É um problema de 500 anos, que os indígenas denunciam cada vez mais e melhor, e que todos nós precisamos resolver. “Nossa luta, por extensão, é por todas as pessoas que vivem neste planeta durante este tempo de crise climática”, disse Sonia Guajajara, coordenadora executiva da Apib, em agradecimento pela honraria concedida à entidade. Este ano, Sonia também levou sozinha o Prêmio Alceu Amoroso Lima de Direitos Humanos, concedido pela Universidade Cândido Mendes.

Outra que tem sido ouvida com muita atenção por esse mundão afora é Alessandra Korap Munduruku. Ela levou o Prêmio Robert F. Kennedy de Direitos Humanos, que existe há 37 anos. Seguindo a máxima do ex-presidente americano que dá nome a homenagem, ela não se perguntou o que o Brasil podia fazer por ela, mas sim o que ela podia fazer pelo Brasil. “Como liderança, Alessandra defende os direitos indígenas, principalmente na luta pela demarcação dos territórios indígenas e contra grandes projetos que afetam terras indígenas e territórios tradicionais na região do Tapajós”, diz a justificativa da premiação. Nós, da Gota, ficamos muito felizes, já que Alessandra foi uma das inspirações para campanha “Em Nome de Quê?”, iniciativa que reuniu indígenas e demais brasileiros na luta pelo meio ambiente.
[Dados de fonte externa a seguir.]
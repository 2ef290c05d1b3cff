use super::RecordFormatter;
use crate::config::ServiceInfo;
use crate::record::LogEvent;
use crate::trace::TraceContext;
use crate::value::{Fields, Value};
use chrono::SecondsFormat;
use std::collections::HashSet;
use std::sync::Mutex;

/// Member names owned by the record itself. A call-site field with one of
/// these names still wins, but is reported once per formatter.
pub const RESERVED_MEMBERS: &[&str] = &[
    "timestamp",
    "service",
    "version",
    "environment",
    "level",
    "logger",
    "message",
    "module",
    "function",
    "line",
    "context",
    "trace_id",
    "span_id",
    "trace_flags",
    "exception",
];

/// One self-contained JSON object per record.
#[derive(Debug)]
pub struct JsonFormatter {
    service: ServiceInfo,
    warned: Mutex<HashSet<String>>,
}

impl JsonFormatter {
    pub fn new(service: ServiceInfo) -> Self {
        JsonFormatter {
            service,
            warned: Mutex::new(HashSet::new()),
        }
    }

    fn warn_collision(&self, key: &str) {
        let mut warned = match self.warned.lock() {
            Ok(guard) => guard,
            Err(poisoned) => poisoned.into_inner(),
        };
        if warned.insert(key.to_string()) {
            eprintln!(
                "log field {:?} collides with a reserved record member; the call-site value is used",
                key
            );
        }
    }

    /// Build the record object; exposed for sinks that want the structured
    /// form rather than the rendered line.
    pub fn to_object(&self, event: &LogEvent, context: &Fields, trace: Option<&TraceContext>) -> Fields {
        let mut record = Fields::new();
        record.insert(
            "timestamp".into(),
            Value::String(event.timestamp.to_rfc3339_opts(SecondsFormat::Millis, true)),
        );
        record.insert("service".into(), Value::String(self.service.name.clone()));
        record.insert("version".into(), Value::String(self.service.version.clone()));
        record.insert("environment".into(), Value::String(self.service.environment.clone()));
        record.insert("level".into(), Value::String(event.level.as_str().to_string()));
        record.insert("logger".into(), Value::String(event.logger.clone()));
        record.insert("message".into(), Value::String(event.message.clone()));
        record.insert("module".into(), Value::String(event.location.module.clone()));
        // present on every record so aggregators see a fixed shape
        record.insert(
            "function".into(),
            event.location.function.clone().map_or(Value::Null, Value::String),
        );
        if let Some(line) = event.location.line {
            record.insert("line".into(), Value::from(line));
        }
        if !context.is_empty() {
            record.insert("context".into(), Value::Object(context.clone()));
        }
        if let Some(trace) = trace {
            record.insert("trace_id".into(), Value::String(trace.trace_id.clone()));
            record.insert("span_id".into(), Value::String(trace.span_id.clone()));
            record.insert("trace_flags".into(), Value::from(trace.flags));
        }
        if let Some(error) = &event.error {
            let mut exception = Fields::new();
            exception.insert("type".into(), Value::String(error.kind.clone()));
            exception.insert("message".into(), Value::String(error.message.clone()));
            if !error.frames.is_empty() {
                exception.insert(
                    "frames".into(),
                    Value::Array(error.frames.iter().cloned().map(Value::String).collect()),
                );
            }
            record.insert("exception".into(), Value::Object(exception));
        }

        for (key, value) in &event.fields {
            if RESERVED_MEMBERS.contains(&key.as_str()) {
                self.warn_collision(key);
            }
            record.insert(key.clone(), value.clone());
        }
        record
    }
}

impl RecordFormatter for JsonFormatter {
    fn format(&self, event: &LogEvent, context: &Fields, trace: Option<&TraceContext>) -> String {
        let record = self.to_object(event, context, trace);
        serde_json::to_string(&record).unwrap_or_else(|err| {
            format!(
                "{{\"level\":\"ERROR\",\"message\":\"unrenderable log record: {}\"}}",
                err.to_string().replace('"', "'")
            )
        })
    }
}
//! Exercises the process-default pipeline, so everything runs in one test.

use std::sync::Arc;

use rag_observability::{context, fields, get_logger, install, Config, Level, Logging, MemorySink};

#[test]
fn request_scope_through_the_default_pipeline() {
    let logger = get_logger("api");
    logger.info("before configure", None);

    let sink = Arc::new(MemorySink::new());
    install(
        Logging::builder(Config::default().with_level(Level::Info))
            .sink(sink.clone())
            .build(),
    );
    assert!(sink.is_empty(), "records emitted before configuration are dropped");

    {
        let _request = context::with_context(fields! { "request_id" => "r1" });
        logger.info("start", None);
        logger.debug("below threshold", None);
        logger.info("override", fields! { "request_id" => "r2" });
    }
    logger.info("end", None);

    let records = sink.records();
    assert_eq!(records.len(), 3);
    assert!(records[0].contains("[\"start\"]"));
    assert!(records[0].ends_with("[request_id=r1]"), "{}", records[0]);
    assert!(records[1].ends_with("[request_id=r2]"), "{}", records[1]);
    assert!(records[2].contains("[\"end\"]"));
    assert!(!records[2].contains("request_id"));

    // reconfiguring replaces the pipeline for existing handles
    let replacement = Arc::new(MemorySink::new());
    install(
        Logging::builder(Config::default().with_level(Level::Error))
            .sink(replacement.clone())
            .build(),
    );
    logger.warning("filtered by the new level", None);
    logger.error("kept", None);
    assert_eq!(sink.len(), 3);
    assert_eq!(replacement.len(), 1);
}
É claro que nem tudo são prêmios – ou flores, se preferir. Enquanto o resto do mundo entende perfeitamente o recado dos povos tradicionais, o atual mandatário da nação prefere ignorá-lo. É um comportamento menos parecido com o da ema, que o renegou no Alvorada, e mais similar ao de outra ave, o avestruz. Nada presidencial, esta conduta pode gerar consequências — como, aliás, já aconteceu. Este mês, a Procuradoria do Tribunal Penal Internacional (TPI) de Haia deu o seu O.K. para uma investigação inicial contra Bolsonaro por denúncias de violações contra o meio ambiente e os indígenas brasileiros. Nunca um presidente brasileiro tinha chegado a este estágio. E a primeira vez, como dizem por aí, a gente nunca esquece.
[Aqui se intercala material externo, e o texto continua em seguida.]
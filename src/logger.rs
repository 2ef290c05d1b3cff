//! Logging pipeline and logger handles.
//!
//! A [`Logging`] value is the constructed pipeline: level gate, formatter,
//! sink and trace provider. Services usually build one at startup and
//! install it as the process default with [`configure`] or [`install`];
//! [`get_logger`] handles resolve that default at each emission.
//!
//! ```
//! use std::sync::Arc;
//! use rag_observability::{context, fields, Config, Logging, MemorySink};
//!
//! let sink = Arc::new(MemorySink::new());
//! let logging = Logging::builder(Config::default()).sink(sink.clone()).build();
//! let logger = logging.logger("ingest");
//!
//! let _scope = context::with_context(fields! { "request_id" => "r1" });
//! logger.info("start", None);
//! assert!(sink.records()[0].contains("[\"start\"] [request_id=r1]"));
//! ```

use crate::config::Config;
use crate::context;
use crate::format::RecordFormatter;
use crate::level::Level;
use crate::record::{ErrorInfo, LogEvent, SourceLocation};
use crate::sink::{ConsoleSink, LogSink};
use crate::trace::{self, NoopTraceProvider, ScopedTraceProvider, TraceContextProvider};
use crate::value::Fields;
use std::error::Error;
use std::fmt;
use std::panic::Location;
use std::sync::{Arc, PoisonError, RwLock};

struct Pipeline {
    config: Config,
    formatter: Box<dyn RecordFormatter>,
    sink: Arc<dyn LogSink>,
    tracer: Arc<dyn TraceContextProvider>,
}

/// A constructed logging pipeline. Cheap to clone.
#[derive(Clone)]
pub struct Logging {
    inner: Arc<Pipeline>,
}

impl fmt::Debug for Logging {
    fn fmt(&self, f: &mut fmt::Formatter<'_>) -> fmt::Result {
        f.debug_struct("Logging")
            .field("config", &self.inner.config)
            .finish_non_exhaustive()
    }
}

impl Logging {
    /// Pipeline writing to stdout.
    pub fn new(config: Config) -> Self {
        Self::builder(config).build()
    }

    pub fn builder(config: Config) -> LoggingBuilder {
        LoggingBuilder {
            config,
            sink: None,
            tracer: None,
        }
    }

    pub fn config(&self) -> &Config {
        &self.inner.config
    }

    pub fn enabled(&self, level: Level) -> bool {
        level >= self.inner.config.level
    }

    /// A logger bound to this pipeline.
    pub fn logger(&self, name: impl Into<String>) -> Logger {
        Logger {
            name: logger_name(name),
            target: Target::Bound(self.clone()),
        }
    }

    /// Render `event` against the calling flow's context and write it.
    ///
    /// **Parameters**
    /// - `event`: the record to write. Its own fields are merged over the
    ///   calling flow's context fields.
    ///
    /// **Behavior**
    /// - Records below the configured level are dropped before formatting.
    /// - Trace correlation comes from the pipeline's trace provider, which
    ///   by default reads the active [`with_trace`](context::with_trace) scope.
    /// - The rendered line reaches the sink in one write.
    /// - Never fails: a sink error is reported on stderr and the record is lost.
    pub fn emit(&self, event: &LogEvent) {
        if !self.enabled(event.level) {
            return;
        }
        let context = context::snapshot();
        let trace = trace::query(self.inner.tracer.as_ref());
        let record = self.inner.formatter.format(event, &context, trace.as_ref());
        if let Err(e) = self.inner.sink.write_record(&record) {
            eprintln!("error writing log record: {}", e);
        }
    }

    pub fn flush(&self) {
        if let Err(e) = self.inner.sink.flush() {
            eprintln!("error flushing log sink: {}", e);
        }
    }
}

pub struct LoggingBuilder {
    config: Config,
    sink: Option<Arc<dyn LogSink>>,
    tracer: Option<Arc<dyn TraceContextProvider>>,
}

impl LoggingBuilder {
    /// Where records go. Defaults to stdout.
    pub fn sink(mut self, sink: Arc<dyn LogSink>) -> Self {
        self.sink = Some(sink);
        self
    }

    /// Source of trace correlation. Defaults to [`ScopedTraceProvider`] when
    /// `trace_correlation` is on and [`NoopTraceProvider`] otherwise.
    pub fn trace_provider(mut self, tracer: Arc<dyn TraceContextProvider>) -> Self {
        self.tracer = Some(tracer);
        self
    }

    pub fn build(self) -> Logging {
        let tracer = self.tracer.unwrap_or_else(|| {
            if self.config.trace_correlation {
                Arc::new(ScopedTraceProvider)
            } else {
                Arc::new(NoopTraceProvider)
            }
        });
        let formatter = self.config.format.formatter(&self.config.service);
        Logging {
            inner: Arc::new(Pipeline {
                formatter,
                sink: self.sink.unwrap_or_else(|| Arc::new(ConsoleSink::stdout())),
                tracer,
                config: self.config,
            }),
        }
    }
}

static DEFAULT: RwLock<Option<Logging>> = RwLock::new(None);

/// Build a stdout pipeline from `config` and make it the process default,
/// replacing any previous one.
///
/// **Parameters**
/// - `config`: level, format and service identity of the pipeline.
///
/// **Returns**
/// - The installed [`Logging`]. Loggers from [`get_logger`] pick it up on
///   their next call.
pub fn configure(config: Config) -> Logging {
    let logging = Logging::new(config);
    install(logging.clone());
    logging
}

/// Make `logging` the process default, replacing any previous one.
pub fn install(logging: Logging) {
    *DEFAULT.write().unwrap_or_else(PoisonError::into_inner) = Some(logging);
}

/// The current process default, if one has been installed.
pub fn installed() -> Option<Logging> {
    DEFAULT.read().unwrap_or_else(PoisonError::into_inner).clone()
}

/// A logger that writes through whichever pipeline is the process default
/// at the time of each call. Records emitted before any pipeline is
/// installed are discarded.
pub fn get_logger(name: impl Into<String>) -> Logger {
    Logger {
        name: logger_name(name),
        target: Target::Default,
    }
}

fn logger_name(name: impl Into<String>) -> Arc<str> {
    let name: String = name.into();
    Arc::from(name)
}

#[derive(Debug, Clone)]
enum Target {
    Default,
    Bound(Logging),
}

/// Named logging handle.
#[derive(Debug, Clone)]
pub struct Logger {
    name: Arc<str>,
    target: Target,
}

impl Logger {
    pub fn name(&self) -> &str {
        &self.name
    }

    pub(crate) fn pipeline(&self) -> Option<Logging> {
        match &self.target {
            Target::Default => installed(),
            Target::Bound(logging) => Some(logging.clone()),
        }
    }

    pub fn enabled(&self, level: Level) -> bool {
        self.pipeline().is_some_and(|logging| logging.enabled(level))
    }

    #[track_caller]
    pub fn log(&self, level: Level, message: impl Into<String>, fields: impl Into<Option<Fields>>) {
        self.emit_at(level, message.into(), fields.into(), None, Location::caller());
    }

    #[track_caller]
    pub fn debug(&self, message: impl Into<String>, fields: impl Into<Option<Fields>>) {
        self.emit_at(Level::Debug, message.into(), fields.into(), None, Location::caller());
    }

    #[track_caller]
    pub fn info(&self, message: impl Into<String>, fields: impl Into<Option<Fields>>) {
        self.emit_at(Level::Info, message.into(), fields.into(), None, Location::caller());
    }

    #[track_caller]
    pub fn warning(&self, message: impl Into<String>, fields: impl Into<Option<Fields>>) {
        self.emit_at(Level::Warning, message.into(), fields.into(), None, Location::caller());
    }

    #[track_caller]
    pub fn error(&self, message: impl Into<String>, fields: impl Into<Option<Fields>>) {
        self.emit_at(Level::Error, message.into(), fields.into(), None, Location::caller());
    }

    /// ERROR record carrying the type, message and cause chain of `err`.
    #[track_caller]
    pub fn error_with<E: Error + ?Sized>(
        &self,
        message: impl Into<String>,
        fields: impl Into<Option<Fields>>,
        err: &E,
    ) {
        self.emit_at(
            Level::Error,
            message.into(),
            fields.into(),
            Some(ErrorInfo::from_error(err)),
            Location::caller(),
        );
    }

    pub(crate) fn emit_at(
        &self,
        level: Level,
        message: String,
        fields: Option<Fields>,
        error: Option<ErrorInfo>,
        location: &Location<'_>,
    ) {
        let Some(logging) = self.pipeline() else {
            return;
        };
        if !logging.enabled(level) {
            return;
        }
        let mut event = LogEvent::new(level, &*self.name, message)
            .at(SourceLocation::from_caller(location))
            .with_fields(fields.unwrap_or_default());
        event.error = error;
        logging.emit(&event);
    }
}
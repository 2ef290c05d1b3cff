use crate::sink::LogSink;
use std::io;

/// A sink that simply drops all records.
///
/// Useful for measuring the overhead of formatting and context capture
/// without any I/O, and for tests that only care about side effects.
#[derive(Debug, Clone, Copy, Default)]
pub struct NoopSink;

impl LogSink for NoopSink {
    fn write_record(&self, _record: &str) -> io::Result<()> {
        Ok(())
    }
}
Brincadeiras à parte, é certo que 2020 será menos lembrado pelas coisas boas do que pelas péssimas lembranças que deixa. Mas nem tudo que aconteceu nos últimos 12 meses precisa ir direto para a lata de lixo. Veja, por exemplo, o caso do nosso guru Ailton Krenak, escolhido em setembro “intelectual do ano” pelo prêmio Juca Pato, da União Brasileira de Escritores. Com a honraria, ele se junta a nomes como Carlos Drummond de Andrade, Sérgio Buarque de Hollanda e Dom Paulo Evaristo Arns. Todos pensadores com uma ideia de Brasil muito diferente das que temos hoje e que não devemos desistir de tirar do papel.
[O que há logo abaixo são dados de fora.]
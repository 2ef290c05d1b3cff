//! Installs global state, so everything runs in one test.

use std::sync::Arc;

use rag_observability::{
    context, fields, get_logger, Bridge, MemorySink, Observability, ObservabilityConfig, OutputFormat,
    TraceContext,
};

fn config(lookup: &[(&str, &str)]) -> ObservabilityConfig {
    let pairs: Vec<(String, String)> = lookup
        .iter()
        .map(|(k, v)| (k.to_string(), v.to_string()))
        .collect();
    ObservabilityConfig::from_lookup("chunking-service", move |key| {
        pairs.iter().find(|(k, _)| k == key).map(|(_, v)| v.clone())
    })
    .unwrap()
}

fn parse(line: &str) -> serde_json::Value {
    serde_json::from_str(line).unwrap()
}

#[test]
fn init_installs_pipeline_and_bridge_once() {
    let sink = Arc::new(MemorySink::new());
    let observability = Observability::init_with_sink(config(&[("LOG_FORMAT", "json")]), sink.clone());
    assert_eq!(observability.bridge(), Bridge::Installed);
    assert_eq!(observability.config().logging.format, OutputFormat::Json);

    let startup = parse(&sink.records()[0]);
    assert_eq!(startup["message"], "chunking-service observability initialized");
    assert_eq!(startup["logger"], "chunking-service");
    assert_eq!(startup["service"], "chunking-service");
    assert_eq!(startup["tracing_enabled"], true);
    assert_eq!(startup["log_format"], "json");

    // tracing events and default-pipeline loggers share context and trace
    let trace = TraceContext::from_traceparent("00-4bf92f3577b34da6a3ce929d0e0e4736-00f067aa0ba902b7-01").unwrap();
    {
        let _request = context::with_context(fields! { "request_id" => "r1" });
        let _trace = context::with_trace(trace);
        tracing::info!(target: "chunker", pages = 12, "parsed document");
        get_logger("chunker").info("chunked", None);
    }
    let records = sink.records();
    assert_eq!(records.len(), 3);
    for line in &records[1..] {
        let data = parse(line);
        assert_eq!(data["context"]["request_id"], "r1");
        assert_eq!(data["trace_id"], "4bf92f3577b34da6a3ce929d0e0e4736");
        assert_eq!(data["trace_flags"], 1);
    }
    assert_eq!(parse(&records[1])["pages"], 12);

    // a second init replaces the pipeline but cannot install the bridge again
    let replacement = Arc::new(MemorySink::new());
    let again = Observability::init_with_sink(config(&[]), replacement.clone());
    assert_eq!(again.bridge(), Bridge::AlreadyInstalled);
    tracing::warn!("after reinit");
    assert_eq!(sink.len(), 3);
    let lines = replacement.records();
    assert_eq!(lines.len(), 2);
    assert!(lines[1].contains("[\"after reinit\"]"));

    let disabled = Observability::init_with_sink(
        config(&[("TRACING_ENABLED", "false")]),
        Arc::new(MemorySink::new()),
    );
    assert_eq!(disabled.bridge(), Bridge::Disabled);
}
Com Krenak, a sabedoria dos povos originários está chegando a muito mais gente. São pessoas que têm entrado em contato com valores importantes, como a preservação do meio ambiente. “A minha provocação sobre adiar o fim do mundo é exatamente sempre poder contar mais uma história”, diz o escritor. Por sorte, há sempre uma nova história a ser contada e cada ano novo é uma oportunidade para recomeçarmos. Que, em 2021, em vez de um filme de terror, escrevamos uma trama repleta de heróis, transformações e com final feliz. Para nós e para o planeta.